Crawl budget only matters for sites with 100,000+ pages. If your site has fewer than 10,000 URLs, skip this guide. For large sites — here's exactly what wastes crawl budget and how to fix it.

Let's establish the threshold before diving in: crawl budget optimisation is a concern for large sites. Google's own documentation is clear that "for most sites, crawl budget is not something to worry about." The practical threshold is approximately 100,000 pages — below that, Googlebot will crawl all your quality content without constraint. Below 10,000 pages, crawl budget issues are almost certainly not what's limiting your organic performance.
If you run a SaaS product with 50 landing pages and a 200-post blog, close this tab and spend time on content quality, backlinks, or schema. If you run an e-commerce site with 500,000 product and category URLs, or a news site publishing hundreds of articles daily, read on.
Google defines crawl budget as the number of URLs Googlebot will crawl on your site within a given time frame. The concept has two components that are often conflated:
Crawl rate limit: how fast Googlebot can crawl your site without overloading your server. Googlebot monitors server response times and adjusts its crawl speed to avoid degrading your site performance. If your server responds slowly, Googlebot slows down. If your server responds fast, Googlebot speeds up. You can also set a crawl rate limit in Google Search Console — but you almost never should, because manually lowering the crawl rate delays indexing of new content.
Crawl demand: how much of your site Googlebot wants to crawl based on the perceived value and freshness of your pages. Pages with more backlinks, more internal links, and more frequently updated content generate higher crawl demand. Pages that haven't changed in years and have no backlinks generate low crawl demand. Googlebot prioritises its crawling toward high-demand pages.
Crawl budget problems occur when the crawl demand is being wasted on low-value URLs — leaving Googlebot's allocated crawl budget consumed before it reaches your important pages.

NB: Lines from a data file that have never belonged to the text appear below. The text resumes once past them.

use std::collections::BTreeMap;
use std::sync::Arc;

use serde::{Deserialize, Serialize};
use uuid::Uuid;

use crate::error::{Error, Result};
use crate::middleware::auth::CurrentUser;
use crate::models::job::{EmployerJob, Job, JobStatus, JobType, JobUpdate, NewJob};
use crate::models::user::Role;
use crate::store::JobStore;

#[derive(Debug, Clone, Default)]
pub struct JobFilter {
    pub search: Option<String>,
    pub category: Option<String>,
    pub job_type: Option<JobType>,
    pub location: Option<String>,
    pub min_salary: Option<i64>,
    pub urgent_only: bool,
}

#[derive(Debug, Clone, Copy, Default, PartialEq, Eq, Deserialize)]
#[serde(rename_all = "snake_case")]
pub enum JobSort {
    #[default]
    Newest,
    SalaryHigh,
    SalaryLow,
    Deadline,
}

fn contains_ci(haystack: &str, needle_lower: &str) -> bool {
    haystack.to_lowercase().contains(needle_lower)
}

/// True when the term appears in the title, company, location or any skill.
pub fn matches_search(job: &Job, term: &str) -> bool {
    let term = term.trim().to_lowercase();
    if term.is_empty() {
        return true;
    }
    contains_ci(&job.title, &term)
        || contains_ci(&job.company, &term)
        || contains_ci(&job.location, &term)
        || job.skills.iter().any(|s| contains_ci(s, &term))
}

impl JobFilter {
    pub fn matches(&self, job: &Job) -> bool {
        if let Some(term) = &self.search {
            if !matches_search(job, term) {
                return false;
            }
        }
        if let Some(category) = self.category.as_deref().filter(|c| !c.is_empty()) {
            if !job.category.eq_ignore_ascii_case(category) {
                return false;
            }
        }
        if let Some(job_type) = self.job_type {
            if job.job_type != job_type {
                return false;
            }
        }
        if let Some(location) = self.location.as_deref().map(str::trim).filter(|l| !l.is_empty()) {
            if !contains_ci(&job.location, &location.to_lowercase()) {
                return false;
            }
        }
        if let Some(min) = self.min_salary {
            // a listing qualifies if its range reaches the requested minimum
            let top = job.salary_max.or(job.salary_min);
            if top.map(|t| t < min).unwrap_or(true) {
                return false;
            }
        }
        if self.urgent_only && !job.is_urgent {
            return false;
        }
        true
    }
}

pub fn filter_jobs(jobs: Vec<Job>, filter: &JobFilter) -> Vec<Job> {
    jobs.into_iter().filter(|j| filter.matches(j)).collect()
}

pub fn sort_jobs(jobs: &mut [Job], sort: JobSort) {
    match sort {
        JobSort::Newest => jobs.sort_by(|a, b| b.created_at.cmp(&a.created_at)),
        JobSort::SalaryHigh => jobs.sort_by(|a, b| {
            let top = |j: &Job| j.salary_max.or(j.salary_min).unwrap_or(i64::MIN);
            top(b).cmp(&top(a))
        }),
        JobSort::SalaryLow => jobs.sort_by(|a, b| {
            let bottom = |j: &Job| j.salary_min.or(j.salary_max).unwrap_or(i64::MAX);
            bottom(a).cmp(&bottom(b))
        }),
        // listings without a deadline go last
        JobSort::Deadline => jobs.sort_by_key(|j| (j.deadline.is_none(), j.deadline)),
    }
}

#[derive(Debug, Clone, Serialize)]
pub struct LocationCluster {
    pub location: String,
    pub job_count: usize,
    pub urgent_count: usize,
    pub jobs: Vec<MapPin>,
}

#[derive(Debug, Clone, Serialize)]
pub struct MapPin {
    pub id: Uuid,
    pub title: String,
    pub company: String,
    pub is_urgent: bool,
}

/// Groups listings by location (case-insensitive), largest clusters first.
pub fn group_by_location(jobs: &[Job]) -> Vec<LocationCluster> {
    let mut clusters: BTreeMap<String, LocationCluster> = BTreeMap::new();
    for job in jobs {
        let key = job.location.trim().to_lowercase();
        let cluster = clusters.entry(key).or_insert_with(|| LocationCluster {
            location: job.location.trim().to_string(),
            job_count: 0,
            urgent_count: 0,
            jobs: Vec::new(),
        });
        cluster.job_count += 1;
        if job.is_urgent {
            cluster.urgent_count += 1;
        }
        cluster.jobs.push(MapPin {
            id: job.id,
            title: job.title.clone(),
            company: job.company.clone(),
            is_urgent: job.is_urgent,
        });
    }
    let mut out: Vec<LocationCluster> = clusters.into_values().collect();
    out.sort_by(|a, b| b.job_count.cmp(&a.job_count));
    out
}

#[derive(Clone)]
pub struct JobService {
    jobs: Arc<dyn JobStore>,
}

impl JobService {
    pub fn new(jobs: Arc<dyn JobStore>) -> Self {
        Self { jobs }
    }

    pub async fn create(&self, employer: &CurrentUser, job: NewJob) -> Result<Job> {
        employer.require_role(Role::Employer)?;
        validate_salary(job.salary_min, job.salary_max)?;
        let job = NewJob {
            employer_id: employer.id,
            ..job
        };
        let created = self.jobs.insert(job).await?;
        tracing::info!(job_id = %created.id, employer_id = %employer.id, "job posted");
        Ok(created)
    }

    /// Loads a listing and checks the caller owns it.
    pub async fn owned(&self, employer: &CurrentUser, id: Uuid) -> Result<Job> {
        employer.require_role(Role::Employer)?;
        let job = self
            .jobs
            .get(id)
            .await?
            .ok_or_else(|| Error::NotFound("Job not found".into()))?;
        if job.employer_id != employer.id {
            return Err(Error::Forbidden("You do not own this job".into()));
        }
        Ok(job)
    }

    pub async fn update(&self, employer: &CurrentUser, id: Uuid, changes: JobUpdate) -> Result<Job> {
        let current = self.owned(employer, id).await?;
        validate_salary(
            changes.salary_min.or(current.salary_min),
            changes.salary_max.or(current.salary_max),
        )?;
        self.jobs.update(id, changes).await
    }

    pub async fn set_status(&self, employer: &CurrentUser, id: Uuid, status: JobStatus) -> Result<Job> {
        let current = self.owned(employer, id).await?;
        if current.status == status {
            return Ok(current);
        }
        let job = self.jobs.set_status(id, status).await?;
        tracing::info!(job_id = %id, from = %current.status, to = %status, "job status changed");
        Ok(job)
    }

    /// Listings are never purged; closing is the delete.
    pub async fn close(&self, employer: &CurrentUser, id: Uuid) -> Result<Job> {
        self.set_status(employer, id, JobStatus::Closed).await
    }

    pub async fn get_public(&self, id: Uuid) -> Result<Job> {
        match self.jobs.get(id).await? {
            Some(job) if job.status == JobStatus::Active => Ok(job),
            _ => Err(Error::NotFound("Job not found".into())),
        }
    }

    pub async fn browse(&self, filter: &JobFilter, sort: JobSort) -> Result<Vec<Job>> {
        let active = self.jobs.list_active().await?;
        let mut jobs = filter_jobs(active, filter);
        sort_jobs(&mut jobs, sort);
        Ok(jobs)
    }

    pub async fn employer_jobs(&self, employer: &CurrentUser) -> Result<Vec<EmployerJob>> {
        employer.require_role(Role::Employer)?;
        self.jobs.list_by_employer(employer.id).await
    }

    pub async fn map(&self, filter: &JobFilter) -> Result<Vec<LocationCluster>> {
        let jobs = filter_jobs(self.jobs.list_active().await?, filter);
        Ok(group_by_location(&jobs))
    }

    pub async fn close_expired(&self) -> Result<u64> {
        let closed = self
            .jobs
            .close_expired(crate::utils::time::today_in_kenya())
            .await?;
        if closed > 0 {
            tracing::info!(closed, "closed listings past their deadline");
        }
        Ok(closed)
    }
}

fn validate_salary(min: Option<i64>, max: Option<i64>) -> Result<()> {
    if let (Some(min), Some(max)) = (min, max) {
        if min > max {
            return Err(Error::BadRequest(
                "salary_min cannot be greater than salary_max".into(),
            ));
        }
    }
    if min.map(|v| v < 0).unwrap_or(false) || max.map(|v| v < 0).unwrap_or(false) {
        return Err(Error::BadRequest("Salary cannot be negative".into()));
    }
    Ok(())
}

#[cfg(test)]
mod tests {
    use super::*;
    use crate::models::job::sample_job;
    use crate::store::{ready, MockJobStore};
    use chrono::{Duration, NaiveDate, Utc};

    fn employer(id: Uuid) -> CurrentUser {
        CurrentUser {
            id,
            role: Role::Employer,
            email: None,
            name: None,
            token: "t".into(),
            expires_at: 0,
        }
    }

    fn catalogue() -> Vec<Job> {
        vec![
            sample_job("Rust Engineer", "Safari Tech", "Nairobi", &["Rust", "Postgres"]),
            sample_job("Accountant", "Kilimo Bank", "Kisumu", &["Excel", "IFRS"]),
            sample_job("Driver", "Mombasa Logistics", "Mombasa", &["Driving"]),
            sample_job("Data Analyst", "Rustic Farms", "Eldoret", &["SQL", "Python"]),
        ]
    }

    #[test]
    fn search_matches_title_company_location_or_skill() {
        let jobs = catalogue();
        let filter = JobFilter {
            search: Some("rust".into()),
            ..Default::default()
        };
        let expected: Vec<Uuid> = jobs
            .iter()
            .filter(|j| {
                j.title.to_lowercase().contains("rust")
                    || j.company.to_lowercase().contains("rust")
                    || j.location.to_lowercase().contains("rust")
                    || j.skills.iter().any(|s| s.to_lowercase().contains("rust"))
            })
            .map(|j| j.id)
            .collect();

        let got: Vec<Uuid> = filter_jobs(jobs, &filter).iter().map(|j| j.id).collect();
        assert_eq!(got, expected);
        assert_eq!(got.len(), 2);
    }

    #[test]
    fn search_covers_location_and_skills() {
        let jobs = catalogue();
        let by_location = JobFilter {
            search: Some("KISUMU".into()),
            ..Default::default()
        };
        assert_eq!(filter_jobs(jobs.clone(), &by_location)[0].title, "Accountant");

        let by_skill = JobFilter {
            search: Some("python".into()),
            ..Default::default()
        };
        assert_eq!(filter_jobs(jobs.clone(), &by_skill)[0].title, "Data Analyst");

        let blank = JobFilter {
            search: Some("   ".into()),
            ..Default::default()
        };
        assert_eq!(filter_jobs(jobs, &blank).len(), 4);
    }

    #[test]
    fn structured_filters_combine() {
        let mut jobs = catalogue();
        jobs[0].is_urgent = true;
        jobs[0].salary_min = Some(150_000);
        jobs[0].salary_max = Some(250_000);
        jobs[1].salary_max = Some(80_000);
        jobs[2].job_type = JobType::Casual;

        let urgent = JobFilter {
            urgent_only: true,
            ..Default::default()
        };
        assert_eq!(filter_jobs(jobs.clone(), &urgent).len(), 1);

        let paid = JobFilter {
            min_salary: Some(100_000),
            ..Default::default()
        };
        let paid_titles: Vec<String> = filter_jobs(jobs.clone(), &paid)
            .into_iter()
            .map(|j| j.title)
            .collect();
        assert_eq!(paid_titles, vec!["Rust Engineer"]);

        let casual = JobFilter {
            job_type: Some(JobType::Casual),
            ..Default::default()
        };
        assert_eq!(filter_jobs(jobs, &casual)[0].title, "Driver");
    }

    #[test]
    fn sorts_by_salary_and_deadline() {
        let mut jobs = catalogue();
        jobs[0].salary_max = Some(200_000);
        jobs[1].salary_max = Some(90_000);
        jobs[3].salary_min = Some(120_000);
        jobs[1].deadline = NaiveDate::from_ymd_opt(2025, 5, 1);
        jobs[2].deadline = NaiveDate::from_ymd_opt(2025, 4, 1);

        let mut by_salary = jobs.clone();
        sort_jobs(&mut by_salary, JobSort::SalaryHigh);
        assert_eq!(by_salary[0].title, "Rust Engineer");
        assert_eq!(by_salary[1].title, "Data Analyst");
        assert_eq!(by_salary[3].title, "Driver");

        let mut by_deadline = jobs.clone();
        sort_jobs(&mut by_deadline, JobSort::Deadline);
        assert_eq!(by_deadline[0].title, "Driver");
        assert_eq!(by_deadline[1].title, "Accountant");

        let mut newest = jobs;
        newest[2].created_at = Utc::now() + Duration::minutes(5);
        sort_jobs(&mut newest, JobSort::Newest);
        assert_eq!(newest[0].title, "Driver");
    }

    #[test]
    fn groups_locations_case_insensitively() {
        let mut jobs = catalogue();
        jobs.push(sample_job("Chef", "Java House", "nairobi ", &[]));
        jobs[4].is_urgent = true;
        let clusters = group_by_location(&jobs);
        assert_eq!(clusters[0].job_count, 2);
        assert_eq!(clusters[0].urgent_count, 1);
        assert_eq!(clusters.len(), 4);
    }

    #[tokio::test]
    async fn update_rejects_foreign_listing() {
        let owner = Uuid::new_v4();
        let mut job = sample_job("Cashier", "Naivas", "Nakuru", &[]);
        job.employer_id = owner;
        let job_id = job.id;

        let mut store = MockJobStore::new();
        store
            .expect_get()
            .returning(move |_| ready(Ok(Some(job.clone()))));
        store.expect_update().never();

        let service = JobService::new(Arc::new(store));
        let intruder = employer(Uuid::new_v4());
        let result = service.update(&intruder, job_id, JobUpdate::default()).await;
        assert!(matches!(result, Err(Error::Forbidden(_))));
    }

    #[tokio::test]
    async fn create_stamps_employer_and_checks_salary() {
        let me = Uuid::new_v4();
        let mut store = MockJobStore::new();
        store
            .expect_insert()
            .withf(move |job| job.employer_id == me)
            .times(1)
            .returning(|new| {
                let mut job = sample_job(&new.title, &new.company, &new.location, &[]);
                job.employer_id = new.employer_id;
                ready(Ok(job))
            });
        let service = JobService::new(Arc::new(store));

        let draft = NewJob {
            employer_id: Uuid::nil(),
            title: "Nurse".into(),
            company: "Aga Khan".into(),
            location: "Nairobi".into(),
            job_type: JobType::FullTime,
            category: "Health".into(),
            salary_min: Some(90_000),
            salary_max: Some(60_000),
            skills: vec![],
            description: "Ward nurse".into(),
            requirements: None,
            deadline: None,
            status: JobStatus::Active,
            is_urgent: false,
        };
        let bad = service.create(&employer(me), draft.clone()).await;
        assert!(matches!(bad, Err(Error::BadRequest(_))));

        let good = NewJob {
            salary_max: Some(120_000),
            ..draft
        };
        let created = service.create(&employer(me), good).await.unwrap();
        assert_eq!(created.employer_id, me);
    }
}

Faceted navigation — the filter systems on e-commerce category pages (brand, colour, size, price range, material) — is the most common and most severe crawl budget problem. Each filter combination produces a unique URL. A category page with 5 filter dimensions, each with 10 options, can theoretically generate 100,000 URL variants for a single category page.
Even if your site has 5,000 products, the faceted navigation URLs can create millions of indexable URLs — each a near-duplicate of the others, each consuming crawl budget, none of them adding unique value.
Example of the problem:
/category/shoes/
/category/shoes/?colour=red
/category/shoes/?colour=red&size=42
/category/shoes/?brand=nike&colour=red
/category/shoes/?brand=nike&colour=red&size=42&sort=price-asc
Each of these is a separate URL in Google's crawl queue. The canonical URL (/category/shoes/) is the same page with different filter states. The filtered variants are not meaningfully different content.

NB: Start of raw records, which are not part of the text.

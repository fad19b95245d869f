use std::sync::Arc;

use chrono::{Datelike, Duration, NaiveDate};
use serde::Serialize;
use uuid::Uuid;

use crate::error::{Error, Result};
use crate::models::calendar_event::{CalendarEvent, NewCalendarEvent};
use crate::store::CalendarStore;

#[derive(Debug, Clone, Serialize)]
pub struct CalendarDay {
    pub date: NaiveDate,
    pub in_month: bool,
    pub is_today: bool,
    pub events: Vec<CalendarEvent>,
}

#[derive(Debug, Clone, Serialize)]
pub struct MonthView {
    pub year: i32,
    pub month: u32,
    pub days: Vec<CalendarDay>,
}

fn first_of_month(year: i32, month: u32) -> Result<NaiveDate> {
    NaiveDate::from_ymd_opt(year, month, 1)
        .ok_or_else(|| Error::BadRequest(format!("Invalid month: {}-{}", year, month)))
}

pub fn days_in_month(year: i32, month: u32) -> Result<u32> {
    let first = first_of_month(year, month)?;
    let next = if month == 12 {
        first_of_month(year + 1, 1)?
    } else {
        first_of_month(year, month + 1)?
    };
    Ok((next - first).num_days() as u32)
}

/// First and last date shown in the month grid.
pub fn grid_bounds(year: i32, month: u32) -> Result<(NaiveDate, NaiveDate)> {
    let first = first_of_month(year, month)?;
    let last = first + Duration::days(days_in_month(year, month)? as i64 - 1);
    let start = first - Duration::days(first.weekday().num_days_from_sunday() as i64);
    let end = last + Duration::days(6 - last.weekday().num_days_from_sunday() as i64);
    Ok((start, end))
}

/// Sunday-first weeks covering the whole month, padded with the adjacent
/// months' days. Each day carries the events falling on it.
pub fn month_grid(
    year: i32,
    month: u32,
    events: &[CalendarEvent],
    today: NaiveDate,
) -> Result<Vec<CalendarDay>> {
    let (start, end) = grid_bounds(year, month)?;
    let days = start
        .iter_days()
        .take_while(|d| *d <= end)
        .map(|date| CalendarDay {
            date,
            in_month: date.month() == month && date.year() == year,
            is_today: date == today,
            events: events
                .iter()
                .filter(|e| e.event_date == date)
                .cloned()
                .collect(),
        })
        .collect();
    Ok(days)
}

#[derive(Clone)]
pub struct CalendarService {
    store: Arc<dyn CalendarStore>,
}

impl CalendarService {
    pub fn new(store: Arc<dyn CalendarStore>) -> Self {
        Self { store }
    }

    pub async fn create(&self, event: NewCalendarEvent) -> Result<CalendarEvent> {
        if event.title.trim().is_empty() {
            return Err(Error::BadRequest("Event title is required".into()));
        }
        let created = self.store.insert(event).await?;
        tracing::info!(event_id = %created.id, user_id = %created.user_id, date = %created.event_date, "calendar event created");
        Ok(created)
    }

    pub async fn delete(&self, user_id: Uuid, id: Uuid) -> Result<()> {
        if self.store.delete(user_id, id).await? {
            Ok(())
        } else {
            Err(Error::NotFound("Event not found".into()))
        }
    }

    pub async fn month(&self, user_id: Uuid, year: i32, month: u32) -> Result<MonthView> {
        let (start, end) = grid_bounds(year, month)?;
        let events = self.store.list_between(user_id, start, end).await?;
        let days = month_grid(year, month, &events, crate::utils::time::today_in_kenya())?;
        Ok(MonthView { year, month, days })
    }

    pub async fn upcoming(&self, user_id: Uuid, days: i64) -> Result<Vec<CalendarEvent>> {
        let today = crate::utils::time::today_in_kenya();
        self.store
            .list_between(user_id, today, today + Duration::days(days.max(0)))
            .await
    }
}

#[cfg(test)]
mod tests {
    use super::*;
    use crate::models::calendar_event::EventKind;
    use crate::store::{ready, MockCalendarStore};
    use chrono::{Utc, Weekday};

    fn event_on(date: NaiveDate, title: &str) -> CalendarEvent {
        CalendarEvent {
            id: Uuid::new_v4(),
            user_id: Uuid::new_v4(),
            title: title.into(),
            description: None,
            event_date: date,
            start_time: None,
            location: Some("Westlands".into()),
            kind: EventKind::Interview,
            created_at: Utc::now(),
        }
    }

    #[test]
    fn days_in_month_handles_leap_years() {
        assert_eq!(days_in_month(2024, 2).unwrap(), 29);
        assert_eq!(days_in_month(2025, 2).unwrap(), 28);
        assert_eq!(days_in_month(2025, 12).unwrap(), 31);
        assert_eq!(days_in_month(2025, 4).unwrap(), 30);
        assert!(days_in_month(2025, 13).is_err());
    }

    #[test]
    fn grid_is_whole_weeks_and_covers_the_month() {
        let today = NaiveDate::from_ymd_opt(2025, 1, 1).unwrap();
        for year in [2023, 2024, 2025, 2026] {
            for month in 1..=12 {
                let grid = month_grid(year, month, &[], today).unwrap();
                assert_eq!(grid.len() % 7, 0, "{}-{}", year, month);
                assert_eq!(grid[0].date.weekday(), Weekday::Sun);
                let in_month = grid.iter().filter(|d| d.in_month).count() as u32;
                assert_eq!(in_month, days_in_month(year, month).unwrap());
            }
        }
    }

    #[test]
    fn month_starting_on_sunday_has_no_leading_padding() {
        // June 2025 starts on a Sunday and ends on a Monday
        let grid = month_grid(2025, 6, &[], NaiveDate::MIN).unwrap();
        assert!(grid[0].in_month);
        assert_eq!(grid.len(), 35);
        assert_eq!(grid.iter().filter(|d| !d.in_month).count(), 5);
    }

    #[test]
    fn events_land_on_their_day() {
        let date = NaiveDate::from_ymd_opt(2025, 3, 14).unwrap();
        let events = vec![event_on(date, "Interview: Safari Tech")];
        let grid = month_grid(2025, 3, &events, date).unwrap();
        let day = grid.iter().find(|d| d.date == date).unwrap();
        assert_eq!(day.events.len(), 1);
        assert!(day.is_today);
        assert_eq!(grid.iter().map(|d| d.events.len()).sum::<usize>(), 1);
    }

    #[tokio::test]
    async fn month_queries_the_visible_range() {
        let (start, end) = grid_bounds(2025, 3).unwrap();
        let mut store = MockCalendarStore::new();
        store
            .expect_list_between()
            .withf(move |_, from, to| *from == start && *to == end)
            .times(1)
            .returning(|_, _, _| ready(Ok(vec![])));
        let service = CalendarService::new(Arc::new(store));
        let view = service.month(Uuid::new_v4(), 2025, 3).await.unwrap();
        assert_eq!(view.days.len() % 7, 0);
    }

    #[tokio::test]
    async fn deleting_unknown_event_is_not_found() {
        let mut store = MockCalendarStore::new();
        store.expect_delete().returning(|_, _| ready(Ok(false)));
        let service = CalendarService::new(Arc::new(store));
        assert!(matches!(
            service.delete(Uuid::new_v4(), Uuid::new_v4()).await,
            Err(Error::NotFound(_))
        ));
    }
}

Sites publishing hundreds of articles daily with tag pages, category archives, author archives, date archives, and paginated index pages create an enormous URL surface. A site with 50,000 articles, 200 tags per article average, and 10 archive page types can have millions of index URLs — most of them thin archive pages with overlapping content.
If your URLs include session identifiers, tracking tokens, or campaign parameters as part of the URL path (not query parameters), Googlebot treats each variant as a unique URL:
/product/123?session=abc123def456
/product/123?session=xyz789ghi012
These are the same page with different session IDs. If your site has 10,000 products and generates a session ID per visit, the crawlable URL space is effectively infinite.
Problem: query parameters for sorting, filtering, pagination, session tracking, and affiliate attribution generate thousands of near-duplicate URLs.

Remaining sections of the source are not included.